Luc is three years old and although this picture looks like a healthy little boy, he is very very ill. Luc was born with nail deformity (progressive nail dystrophy) since birth and since then it has progressed to a much more serious illness. He has patches on his tongue (leukoplakia), skin pigmentation and critically low platelets counts  (pancytopenia). Luc's count has been between 13,000 and 19,000.  Extremely low, since November of 2000 when the family found out that Luc was ill.  One of his nails fell off and blood test identified that his blood platelet were critically low. The normal count range is between 150,000 to 450,000.  Doctors diagnosed Luc with dyskeratosis congenita  which is a rare multi system disease, skin disorder. This disease is very rare (only 200 reported cases world wide) and more common in males than females. Doctors have told the family that he needs a bone marrow transplant.  (Bone marrow failure is the #1 cause of premature death in 50% of cases)  He has been put on the list of the Unrelated Bone Marrrow Donor Registry and now he waits. Luc's older brother Mathieu and both his parents were tested to see if they were compatible for bone marrow transplant. All three were negative they did not match. His only hope is they find a match through the Canadian Blood Services Bone Marrow registry.  There is hope that a donor may be found in Canada or in another country. Luc's future is uncertain without it. Please be a donor and help save a life.  Luc of course being a little boy he loves to fight with his older brother. He likes to play on the computer as well as watch cartoons on television.   Please send a card to this child. Let him know he is not alone.

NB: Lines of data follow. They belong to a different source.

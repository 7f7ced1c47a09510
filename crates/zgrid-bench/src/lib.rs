//! Benchmark profiles and utilities for the zgrid treap.
//!
//! - [`terrain_profile`]: a 256×256 height field of stacked columns
//! - [`random_cells`]: deterministic scattered coordinates via seed

#![forbid(unsafe_code)]
#![deny(rustdoc::broken_intra_doc_links)]

use rand_chacha::rand_core::{RngCore, SeedableRng};
use rand_chacha::ChaCha8Rng;
use zgrid_core::{Bounds3, Coord3, GridError};
use zgrid_treap::SpatialTreap;

/// Side length of the terrain profile, in cells.
pub const TERRAIN_SIDE: i32 = 256;

/// Build a terrain-like grid: every `(x, y)` column is filled from
/// `z = -16` up to a height derived from `seed`, stone below dirt.
///
/// Columns are written as boxes, so this also exercises `set_block`.
pub fn terrain_profile(seed: u64) -> Result<SpatialTreap<u8>, GridError> {
    let mut rng = ChaCha8Rng::seed_from_u64(seed);
    let mut t = SpatialTreap::with_seed(seed);
    let half = TERRAIN_SIDE / 2;
    for x in -half..half {
        for y in -half..half {
            let height = (rng.next_u32() % 8) as i32;
            let column = Bounds3::new([x, y, -16], [x, y, height]);
            let dirt = Bounds3::new([x, y, height - 2], [x, y, height]);
            t.set_block(column, Some(1))?.set_block(dirt, Some(2))?;
        }
    }
    Ok(t)
}

/// `n` coordinates drawn uniformly from `-extent..extent` on each axis.
pub fn random_cells(seed: u64, n: usize, extent: i32) -> Vec<Coord3> {
    let mut rng = ChaCha8Rng::seed_from_u64(seed);
    let span = (2 * extent).max(1) as u32;
    (0..n)
        .map(|_| {
            [0; 3].map(|_: i32| (rng.next_u32() % span) as i32 - extent)
        })
        .collect()
}

#[cfg(test)]
mod tests {
    use super::*;

    #[test]
    fn random_cells_deterministic_and_bounded() {
        let a = random_cells(42, 100, 10);
        assert_eq!(a, random_cells(42, 100, 10));
        assert!(a.iter().flatten().all(|v| (-10..10).contains(v)));
    }

    #[test]
    fn terrain_profile_is_valid() {
        let t = terrain_profile(7).unwrap();
        t.validate().unwrap();
        assert!(t.count_non_null() >= (TERRAIN_SIDE * TERRAIN_SIDE * 15) as u64);
        assert_eq!(t.get(0, 0, -16), Some(&1));
    }
}
//! Treap configuration parameters.

/// How writes treat coordinates outside the 20-bit codec domain.
#[derive(Clone, Copy, Debug, Default, PartialEq, Eq)]
pub enum CoordPolicy {
    /// Writes fail with `GridError::CoordinateOutOfRange`; reads of such
    /// coordinates return `None`.
    #[default]
    Reject,
    /// Coordinates silently wrap to their low 20 bits.
    Wrap,
}

/// Configuration for a [`SpatialTreap`](crate::SpatialTreap).
///
/// Fixed at construction; clones of a treap share their configuration.
#[derive(Clone, Debug, PartialEq, Eq)]
pub struct TreapConfig {
    /// Seed for the node priority generator.
    ///
    /// `None` (the default) draws a fresh seed per treap. A fixed seed
    /// makes tree shapes reproducible, which tests rely on.
    pub seed: Option<u64>,

    /// Handling of coordinates outside the codec domain.
    ///
    /// Default: [`CoordPolicy::Reject`].
    pub coord_policy: CoordPolicy,
}

impl TreapConfig {
    /// Default coordinate policy.
    pub const DEFAULT_COORD_POLICY: CoordPolicy = CoordPolicy::Reject;

    /// Create a config with an unseeded generator and the default policy.
    pub fn new() -> Self {
        Self {
            seed: None,
            coord_policy: Self::DEFAULT_COORD_POLICY,
        }
    }

    /// Use a fixed priority seed.
    pub fn seed(mut self, seed: u64) -> Self {
        self.seed = Some(seed);
        self
    }

    /// Set the coordinate policy.
    pub fn coord_policy(mut self, policy: CoordPolicy) -> Self {
        self.coord_policy = policy;
        self
    }
}

impl Default for TreapConfig {
    fn default() -> Self {
        Self::new()
    }
}

#[cfg(test)]
mod tests {
    use super::*;

    #[test]
    fn default_rejects_and_is_unseeded() {
        let config = TreapConfig::default();
        assert_eq!(config.seed, None);
        assert_eq!(config.coord_policy, CoordPolicy::Reject);
    }

    #[test]
    fn setters_chain() {
        let config = TreapConfig::new().seed(7).coord_policy(CoordPolicy::Wrap);
        assert_eq!(config.seed, Some(7));
        assert_eq!(config.coord_policy, CoordPolicy::Wrap);
    }
}
//! Sparse 3-D grid backed by a treap of Morton-key ranges.
//!
//! [`SpatialTreap`] maps integer cells to values. Cells are ordered along
//! a Z-order (Morton) curve and runs of consecutive keys with one value
//! are stored as a single tree node, so large uniform regions stay cheap.
//!
//! # Layers
//!
//! - [`morton`]: 3 × 20-bit coordinate ↔ 60-bit key codec
//! - [`node`]: range nodes and treap primitives over owned subtrees
//! - [`block`]: box ↔ key-range decomposition
//! - [`SpatialTreap`]: range writes with merge-on-write, queries, block
//!   visitation, and whole-tree operations; implements
//!   [`Grid`](zgrid_core::Grid)
//!
//! # Logging
//!
//! Enable the `tracing` feature to emit `tracing` events for node splits,
//! merges, and bulk operations.

#![deny(missing_docs)]
#![deny(rustdoc::broken_intra_doc_links)]
#![forbid(unsafe_code)]

mod trace;

pub mod block;
pub mod config;
pub mod error;
pub mod morton;
pub mod node;
pub mod treap;

mod ops;
mod query;
mod range;

pub use config::{CoordPolicy, TreapConfig};
pub use error::ValidationError;
pub use node::{RangeNode, Ranges};
pub use treap::SpatialTreap;
//! zgrid: sparse 3-D grids stored as Morton-keyed range treaps.
//!
//! This is the top-level facade crate that re-exports the public API from
//! the zgrid sub-crates. For most users, adding `zgrid` as a single
//! dependency is sufficient.
//!
//! # Quick start
//!
//! ```rust
//! use zgrid::prelude::*;
//!
//! let mut world: SpatialTreap<&'static str> = SpatialTreap::with_seed(42);
//! world
//!     .set_block(Bounds3::new([-8, -8, -4], [7, 7, -1]), Some("stone"))?
//!     .set_block(Bounds3::new([-8, -8, 0], [7, 7, 0]), Some("grass"))?;
//!
//! assert_eq!(world.get(3, -2, 0), Some(&"grass"));
//! assert_eq!(world.count_non_null(), 16 * 16 * 5);
//!
//! // Stream the stored region as axis-aligned blocks.
//! let mut grass = 0;
//! world.visit_blocks(&mut |b: &Bounds3, v: &&'static str| {
//!     if *v == "grass" {
//!         grass += b.volume();
//!     }
//! });
//! assert_eq!(grass, 256);
//! # Ok::<(), GridError>(())
//! ```
//!
//! # Modules
//!
//! Each module corresponds to a sub-crate. Use them for items not in the
//! prelude:
//!
//! | Module | Crate | Contents |
//! |---|---|---|
//! | [`types`] | `zgrid-core` | Coordinates, boxes, the `Grid` contract, errors |
//! | [`treap`] | `zgrid-treap` | The treap backend, codec, configuration |

#![deny(missing_docs)]
#![deny(rustdoc::broken_intra_doc_links)]
#![forbid(unsafe_code)]

/// Core types and traits (`zgrid-core`).
///
/// Contains [`types::Coord3`], [`types::Bounds3`], the [`types::Grid`]
/// contract, [`types::BlockVisitor`], and [`types::GridError`].
pub use zgrid_core as types;

/// The spatial treap backend (`zgrid-treap`).
///
/// [`treap::SpatialTreap`] with its [`treap::TreapConfig`], plus the
/// [`treap::morton`] codec and [`treap::block`] decomposition helpers.
pub use zgrid_treap as treap;

/// Common imports for typical zgrid usage.
///
/// ```rust
/// use zgrid::prelude::*;
/// ```
pub mod prelude {
    // Core types and traits
    pub use zgrid_core::{Axis, BlockVisitor, Bounds3, Coord3, Grid};

    // Errors
    pub use zgrid_core::GridError;

    // Backend
    pub use zgrid_treap::{CoordPolicy, SpatialTreap, TreapConfig};
}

Luc’s body accepted the bone marrow and he was on his way to
          recovery from his symptoms which included, nail deformity
          (progressive nail dystrophy) since birth and since then it had
        progressed to a much more serious illness. He had patches on his
        tongue (leukoplakia), skin pigmentation and critically low platelets
       counts  (pancytopenia). Luc's count was been between 13,000 and
      19,000.  Extremely low, in  November of 2000 when the family first
        found out that Luc was ill.  One of his nails fell off and blood test
      identified that his blood platelet were critically low. The normal count
          range is between 150,000 to 450,000. After his bone marrow
         transplant Luc had been holding his own. The transplant was a
       success, but still remained anemic and his blood product counts still
      low compared to the normal counts of a healthy child. Luc looked like
      he was going to be out of the woods, but last year proved to be a bad
                          year for Luc yet again.
In April 2005, Luc was airlifted to Toronto, for internal bleeding
        which lasted 3 weeks.  They ran several types of tests including a
      capsule endoscopy (small camera that is inserted  and travels through
       the stomach and the intestines taking 2 pictures every seconds as it
       runs its course, during 8 hours, then it comes out with the bowels a
        few days later).  With all those tests done, the doctors didn’t see
       much, except for the whole stomach and bowel lining were red and
       irritated and inflamed, which is part of the Dyskeratosis Congenita,
      but at the moment don’t know how to treat it.  They gave Luc some
      medication for bleeding ulcers while in the hospital, which they figure
      is what stopped the internal bleeding, but they figure that they just put
                  a “bandaid” over the wound so to speak.

           In November 2005, Luc started a cough and a high fever.
       On Monday Dec 5th, he was brought in to see the doctor, where he
                       was diagnosed with the  croup.
       On the Tuesday, he was  brought in to emerg as the fever was still
       quite high.  The doctor in the emerg said it was a pneumonia.  Gave
      him  medication  and a prescription to give Luc, and sent them  home.

       On Thursday, Dec 8th, the fever was uncontrollable and Luc didn’t
      seem to be improving. Again he was taken  in to emerg , where they
                  kept him overnight and ran several tests.

          On Dec 9th, they admitted Luc in to ICU, with a double lung
       pneumonia, then  a few days later, he was AIRLIFTED to Toronto
      Hospital for Sick Children.  Luc remained in hospital from December
       14th, 2005 – January 26th, 2006.  They ran several tests and did a
      lung biopsy on January 5th, and a few days later they diagnosed Luc
      with PULMONARY FIBROSIS.   They said again this is part of the
        Dyskeratosis Congenita which he was originally diagnosed with.

       There is apparently no cure for the Pulmonary Fibrosis other than
        getting a Lung transplant.  At this time, Luc is at home, requiring
      oxygen 24/7 and is presently on Prednisone, to try to stop or at least
               slow down the spread of the Pulmonary fibrosis.

        On January 5th, 2006, Luc also got a G-Tube inserted.  He was
        diagnosed as being chronically malnourished.  He receives G-tube
        feeding at night over 12 hours.  While in Toronto Hockey players
       came out to have their photo taken with Luc who is an avid fan and
            made him smile and forget his troubles for a little while.
 
Our deepest sympathy go out to Lucs family.